Some applicants stop working because their condition makes it impossible to continue. Others reduce hours, shift to lighter duties, or leave work gradually. Still others are actively employed — part-time, in a modified role, or in a job that accommodates their limitations — when they file.

Each of these situations creates a different picture for the SSA:

Work Situation at FilingHow SSA Typically Treats It
Not working at allNo SGA issue; evaluation proceeds to medical review
Working below SGA thresholdEvaluation proceeds; earnings noted in file
Working above SGA thresholdClaim may be denied at Step 1 without medical review
Recently stopped workingSSA establishes an onset date; work history reviewed

The onset date — the date your disability is determined to have begun — matters for both approval and back pay calculations. If you kept working for months after symptoms started, the SSA may set your onset date later than you'd expect, which affects how far back any benefits could go.

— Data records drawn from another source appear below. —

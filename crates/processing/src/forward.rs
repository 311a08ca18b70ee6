//! 전달 엔진 — 이벤트 스트림을 unix 소켓에 개행 구분 JSON으로 기록
//!
//! [`ForwardHandler`]는 동시 이벤트 스트림을 다운스트림 소켓으로
//! 직렬화합니다. 싱크 재시작을 재연결 루프로 버티며, 그동안
//! 프로듀서를 블로킹하지 않습니다 (재연결 중 페이로드는 버려집니다 —
//! 재시도 버퍼는 없습니다).
//!
//! # 내부 아키텍처
//! ```text
//! consume() -> bounded mpsc(10000) -> writer task -> UnixStream
//!                                        |              ^
//!                                   write error    reconnector task
//!                                        v              |
//!                                  reconnect request ---+
//!
//! counter task: 500ms 주기로 처리량 스냅샷 -> PerformanceStatsEncoder
//! ```
//!
//! # 락 규칙
//! - 소켓 락([`ConnState`]): 페이로드+개행 기록 한 시퀀스 또는 카운터
//!   스냅샷 한 번 동안만 보유. 재연결 다이얼이나 통계 제출 중에는
//!   절대 보유하지 않습니다.
//! - 재연결 플래그: 원자적 test-and-set으로만 접근합니다.

use std::collections::HashMap;
use std::sync::Arc;
use std::sync::atomic::{AtomicBool, Ordering};
use std::time::Duration;

use bytes::Bytes;
use tokio::io::AsyncWriteExt;
use tokio::net::UnixStream;
use tokio::sync::{Mutex, mpsc, oneshot};
use tokio::time::{Instant, MissedTickBehavior};
use tokio_util::sync::CancellationToken;

use evetap_core::config::ForwardConfig;
use evetap_core::error::{EvetapError, PipelineError};
use evetap_core::event::{EVENT_TYPE_WILDCARD, EveEvent};
use evetap_core::handler::{BoxFuture, Handler};
use evetap_core::metrics::FORWARD_RECONNECTS_TOTAL;
use evetap_core::stats::{ForwardStats, PerformanceStatsEncoder};

use crate::connector::{ContextCollector, RdnsEnricher, StenosisConnector};
use crate::error::ProcessingError;
use crate::json::escape_string;

/// 전달 큐 용량
pub const FORWARD_QUEUE_CAPACITY: usize = 10_000;

/// 재연결 재시도 간격
const RECONNECT_RETRY_DELAY: Duration = Duration::from_secs(10);

/// 카운터 태스크 틱 간격
const COUNTER_TICK: Duration = Duration::from_millis(500);

/// 소켓 락이 보호하는 상태: 라이브 소켓 핸들과 주기당 전달 카운터
struct ConnState {
    socket: Option<UnixStream>,
    forwarded: u64,
}

/// 실행 중 태스크의 정지 신호 묶음
struct Shutdown {
    stop_writer: CancellationToken,
    stop_counter: CancellationToken,
    stop_reconnect: CancellationToken,
    counter_ack: oneshot::Receiver<()>,
}

/// 전달 핸들러
///
/// 허용 목록에 있는 타입의 이벤트를 받아 JSON 표현을 바운드 큐에
/// 넣습니다. 인큐는 바운드-블로킹입니다: 큐가 가득 차면 프로듀서가
/// 잠시 대기합니다.
///
/// 선택 기능(`enable_rdns`, `add_fields`, `enable_stenosis`,
/// `submit_stats`, `set_context_collector`)은 [`run`](Self::run) 전에
/// 설정하는 것을 전제로 합니다.
pub struct ForwardHandler {
    config: ForwardConfig,
    /// 미리 렌더링된 added-fields 프래그먼트. 필드가 없으면 `"}"`.
    added_fields: String,
    rdns: Option<Arc<dyn RdnsEnricher>>,
    stenosis: Option<Arc<dyn StenosisConnector>>,
    context: Option<Arc<dyn ContextCollector>>,
    stats: Option<Arc<dyn PerformanceStatsEncoder>>,
    conn: Arc<Mutex<ConnState>>,
    reconnecting: Arc<AtomicBool>,
    running: AtomicBool,
    queue_tx: Mutex<Option<mpsc::Sender<Bytes>>>,
    reconnect_tx: Mutex<Option<mpsc::Sender<()>>>,
    shutdown: Mutex<Option<Shutdown>>,
    writer_ack: Arc<Mutex<Option<oneshot::Sender<()>>>>,
}

impl ForwardHandler {
    /// 새 전달 핸들러를 생성합니다.
    ///
    /// 설정을 검증하고 `config.added_fields`에서 스플라이스
    /// 프래그먼트를 미리 렌더링합니다.
    pub fn new(config: ForwardConfig) -> Result<Self, EvetapError> {
        config.validate()?;
        let added_fields = render_added_fields(&config.added_fields)?;

        Ok(Self {
            config,
            added_fields,
            rdns: None,
            stenosis: None,
            context: None,
            stats: None,
            conn: Arc::new(Mutex::new(ConnState {
                socket: None,
                forwarded: 0,
            })),
            reconnecting: Arc::new(AtomicBool::new(false)),
            running: AtomicBool::new(false),
            queue_tx: Mutex::new(None),
            reconnect_tx: Mutex::new(None),
            shutdown: Mutex::new(None),
            writer_ack: Arc::new(Mutex::new(None)),
        })
    }

    /// 전달되는 모든 이벤트에 주입할 최상위 필드를 교체합니다.
    ///
    /// 어떤 키/값이든 이스케이프에 실패하면 전체가 실패하며, 이전
    /// 프래그먼트가 그대로 유지됩니다.
    pub fn add_fields(&mut self, fields: &HashMap<String, String>) -> Result<(), ProcessingError> {
        self.added_fields = render_added_fields(fields)?;
        Ok(())
    }

    /// 나가는 이벤트에 대한 역방향 DNS 보강을 켭니다.
    pub fn enable_rdns(&mut self, enricher: Arc<dyn RdnsEnricher>) {
        self.rdns = Some(enricher);
    }

    /// 트래픽 캡처 커넥터를 연결합니다.
    ///
    /// 인터페이스 필터는 `config.stenosis.iface`를 따릅니다. 설정에
    /// stenosis 섹션이 없으면 커넥터는 사용되지 않습니다.
    pub fn enable_stenosis(&mut self, connector: Arc<dyn StenosisConnector>) {
        if self.config.stenosis.is_none() {
            tracing::warn!("stenosis connector set without stenosis config, ignoring");
            return;
        }
        self.stenosis = Some(connector);
    }

    /// 플로우 컨텍스트 수집기를 연결합니다.
    pub fn set_context_collector(&mut self, collector: Arc<dyn ContextCollector>) {
        self.context = Some(collector);
    }

    /// 런타임 통계 제출용 인코더를 등록합니다.
    pub fn submit_stats(&mut self, encoder: Arc<dyn PerformanceStatsEncoder>) {
        self.stats = Some(encoder);
    }

    /// 엔진이 실행 중인지 확인합니다.
    pub fn is_running(&self) -> bool {
        self.running.load(Ordering::Acquire)
    }

    /// 전달을 시작합니다.
    ///
    /// 큐와 제어 채널을 할당하고 재연결/기록/카운터 태스크를 띄운 뒤,
    /// 최초 연결을 위한 재연결 요청 한 건을 보냅니다. 이미 실행
    /// 중이면 아무 일도 하지 않습니다 (멱등).
    pub fn run(&mut self) {
        if self.running.load(Ordering::Acquire) {
            return;
        }

        let (queue_tx, queue_rx) = mpsc::channel::<Bytes>(FORWARD_QUEUE_CAPACITY);
        let (reconnect_tx, reconnect_rx) = mpsc::channel::<()>(1);
        let (counter_ack_tx, counter_ack_rx) = oneshot::channel::<()>();

        let stop_writer = CancellationToken::new();
        let stop_counter = CancellationToken::new();
        let stop_reconnect = CancellationToken::new();

        tokio::spawn(run_reconnector(
            Arc::clone(&self.conn),
            Arc::clone(&self.reconnecting),
            self.config.socket.clone(),
            self.config.reconnect_times,
            reconnect_rx,
            stop_reconnect.clone(),
        ));

        // 최초 연결은 재연결 경로로 수립
        let _ = reconnect_tx.try_send(());

        tokio::spawn(run_writer(
            queue_rx,
            Arc::clone(&self.conn),
            Arc::clone(&self.reconnecting),
            reconnect_tx.clone(),
            stop_writer.clone(),
            Arc::clone(&self.writer_ack),
        ));

        tokio::spawn(run_counter(
            Arc::clone(&self.conn),
            self.stats.clone(),
            stop_counter.clone(),
            counter_ack_tx,
        ));

        *self.queue_tx.get_mut() = Some(queue_tx);
        *self.reconnect_tx.get_mut() = Some(reconnect_tx);
        *self.shutdown.get_mut() = Some(Shutdown {
            stop_writer,
            stop_counter,
            stop_reconnect,
            counter_ack: counter_ack_rx,
        });

        self.running.store(true, Ordering::Release);
        tracing::info!(socket = %self.config.socket, "forward engine started");
    }

    /// 전달을 정지합니다.
    ///
    /// 카운터를 멈추고 확인을 기다린 뒤, `ack`를 writer의 종료
    /// 채널로 저장하고 소켓/재연결 루프/큐를 차례로 닫습니다. writer는
    /// 정지를 관찰하면 `ack`를 통해 종료를 알립니다. 두 번째 호출은
    /// no-op입니다.
    pub async fn stop(&self, ack: oneshot::Sender<()>) {
        if !self.running.swap(false, Ordering::AcqRel) {
            return;
        }

        let Some(shutdown) = self.shutdown.lock().await.take() else {
            return;
        };

        shutdown.stop_counter.cancel();
        let _ = shutdown.counter_ack.await;

        *self.writer_ack.lock().await = Some(ack);

        {
            let mut state = self.conn.lock().await;
            state.socket = None;
        }

        shutdown.stop_reconnect.cancel();
        shutdown.stop_writer.cancel();

        *self.queue_tx.lock().await = None;
        *self.reconnect_tx.lock().await = None;

        tracing::info!("forward engine stopped");
    }

    /// 이벤트 한 건을 전달 경로로 처리합니다.
    ///
    /// 전달 대상이 아니면 즉시 반환합니다. 전달 이벤트에 대한 부수
    /// 효과: 알림이면 컨텍스트 수집기에 플로우 표시, RDNS 보강 (에러
    /// 전파), added-fields 스플라이스, stenosis 인계 또는 인큐 +
    /// 카운터 증가.
    async fn forward_event(&self, event: &mut EveEvent) -> Result<(), EvetapError> {
        if !self.config.allows(&event.event_type) {
            return Ok(());
        }

        // 알림이 보이면 해당 플로우를 관련 플로우로 표시
        if event.is_alert()
            && let Some(collector) = &self.context
        {
            collector.mark(&event.flow_id);
        }

        if let Some(rdns) = &self.rdns {
            rdns.enrich(event).await?;
        }

        // json_line의 마지막 '}'를 미리 렌더링한 프래그먼트로 교체.
        // 길이 1이면 added fields가 없다는 뜻이므로 건드리지 않음.
        if self.added_fields.len() > 1 && event.json_line.ends_with('}') {
            event.json_line.truncate(event.json_line.len() - 1);
            event.json_line.push_str(&self.added_fields);
        }

        // stenosis를 쓰는 경우, 매칭되는 알림은 커넥터가 소유권을 가짐
        let stenosis_takes = match (&self.stenosis, &self.config.stenosis) {
            (Some(_), Some(cfg)) => {
                event.is_alert()
                    && (cfg.iface == EVENT_TYPE_WILDCARD || event.iface == cfg.iface)
            }
            _ => false,
        };

        if stenosis_takes {
            if let Some(connector) = &self.stenosis {
                connector.accept(event.clone()).await;
            }
            return Ok(());
        }

        let tx = self.queue_tx.lock().await.clone();
        match tx {
            Some(tx) => {
                tx.send(Bytes::from(event.json_line.clone()))
                    .await
                    .map_err(|e| PipelineError::ChannelSend(e.to_string()))?;
                let mut state = self.conn.lock().await;
                state.forwarded += 1;
            }
            None => {
                tracing::debug!(event_type = %event.event_type, "forward engine not running, dropping event");
            }
        }
        Ok(())
    }
}

impl Handler for ForwardHandler {
    fn name(&self) -> &'static str {
        "forward"
    }

    fn event_types(&self) -> Vec<String> {
        if self.config.forward_all {
            vec![EVENT_TYPE_WILDCARD.to_owned()]
        } else {
            self.config.allowed_types.clone()
        }
    }

    fn consume<'a>(&'a self, event: &'a mut EveEvent) -> BoxFuture<'a, Result<(), EvetapError>> {
        Box::pin(self.forward_event(event))
    }
}

/// added-fields 스플라이스 프래그먼트를 렌더링합니다.
///
/// `{k: v}` 맵에서 `, "k":"v", ...}` 형태의 문자열을 만듭니다. 빈
/// 맵은 `"}"`만 냅니다. 이 프래그먼트는 이벤트 JSON의 마지막 중괄호를
/// O(1)로 교체하는 데 쓰입니다.
fn render_added_fields(fields: &HashMap<String, String>) -> Result<String, ProcessingError> {
    let mut fragment = String::new();
    for (key, value) in fields {
        let key = escape_string(key)?;
        let value = escape_string(value)?;
        fragment.push(',');
        fragment.push_str(&key);
        fragment.push(':');
        fragment.push_str(&value);
    }
    fragment.push('}');
    Ok(fragment)
}

/// writer 태스크 — 큐를 드레인하여 소켓에 기록합니다.
///
/// 재연결 진행 중에 관찰된 페이로드는 버려집니다. 페이로드와 뒤따르는
/// 개행은 소켓 락을 쥔 채 연달아 기록되므로 서로 끼어들지 않습니다.
async fn run_writer(
    mut queue_rx: mpsc::Receiver<Bytes>,
    conn: Arc<Mutex<ConnState>>,
    reconnecting: Arc<AtomicBool>,
    reconnect_tx: mpsc::Sender<()>,
    stop: CancellationToken,
    ack_slot: Arc<Mutex<Option<oneshot::Sender<()>>>>,
) {
    loop {
        let payload = tokio::select! {
            biased;
            _ = stop.cancelled() => break,
            item = queue_rx.recv() => match item {
                Some(payload) => payload,
                None => break,
            },
        };

        // 재연결 중에는 페이로드를 버림
        if reconnecting.load(Ordering::Acquire) {
            continue;
        }

        let mut state = conn.lock().await;
        let Some(socket) = state.socket.as_mut() else {
            continue;
        };

        let result = async {
            socket.write_all(&payload).await?;
            socket.write_all(b"\n").await
        }
        .await;

        if let Err(e) = result {
            state.socket = None;
            drop(state);
            tracing::warn!(error = %e, "write to output socket failed");
            let _ = reconnect_tx.try_send(());
        }
    }

    if let Some(ack) = ack_slot.lock().await.take() {
        let _ = ack.send(());
    }
}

Your Work Credits Are Separate From Your Current Earnings

One thing many applicants confuse: work credits (what makes you insured for SSDI) are based on your past work history, not what you're doing right now. You accumulate credits through years of paying Social Security taxes. Most applicants need 40 credits, with 20 earned in the last 10 years — though younger workers need fewer.

Whether you worked last month has no bearing on whether you've already earned enough credits to be insured. The question of credits and the question of current SGA are evaluated separately.

The Trial Work Period: For Those Already Approved ⚖️

If you've already been approved for SSDI and want to attempt returning to work, the SSA has a built-in protection called the Trial Work Period (TWP). This allows you to test your ability to work for up to 9 months (not necessarily consecutive) within a rolling 60-month window without losing your benefits — regardless of earnings during that period.

After the TWP, a 36-month Extended Period of Eligibility (EPE) begins. During the EPE, your benefits can be reinstated in any month your earnings drop below SGA without filing a new application.

This framework is designed for approved beneficiaries, not applicants. If you're still in the application process, the TWP doesn't apply yet.

How Working Affects Your Medical Credibility 🩺

Beyond the earnings threshold, the SSA may also consider what your continued work activity says about your functional capacity. If you're claiming an inability to perform full-time work but remain employed in a demanding role, that creates an evidentiary tension the SSA will notice — even if your earnings fall below SGA.

On the other hand, documented attempts to keep working despite worsening symptoms can sometimes support a claim. A work history showing progressive reduction in hours, repeated absences, or a shift to lighter duties because of your condition can reinforce your medical narrative.

The key variable is your Residual Functional Capacity (RFC) — the SSA's assessment of what you can still do despite your impairments. RFC is built from medical records, treating physician opinions, and functional assessments. What your job actually requires, and whether you've had to modify it, feeds into that picture.

Factors That Shape How This Plays Out

No two applicants are in the same position. The factors that matter most include:

  • Your current earnings relative to the annual SGA threshold
  • Your medical condition and how well-documented your limitations are
  • Your work history and how recently you were working full-time
  • Why you stopped or reduced work — and whether your records reflect that
  • Whether you're at the initial application, reconsideration, or ALJ hearing stage
  • Your age and RFC, which affect how the SSA applies the medical-vocational grid rules

An applicant who stopped working two years ago due to a severe spinal condition with extensive medical documentation is in a very different position than someone still employed part-time with limited treatment history. Both may file legitimate claims — but the path, the evidence needed, and the likely questions from DDS reviewers will differ significantly.

The rule about stopping work is simpler than people expect: there's no requirement to quit. The harder question is what your specific work activity, earnings, and medical record look like together — and how the SSA will read that combination in your case.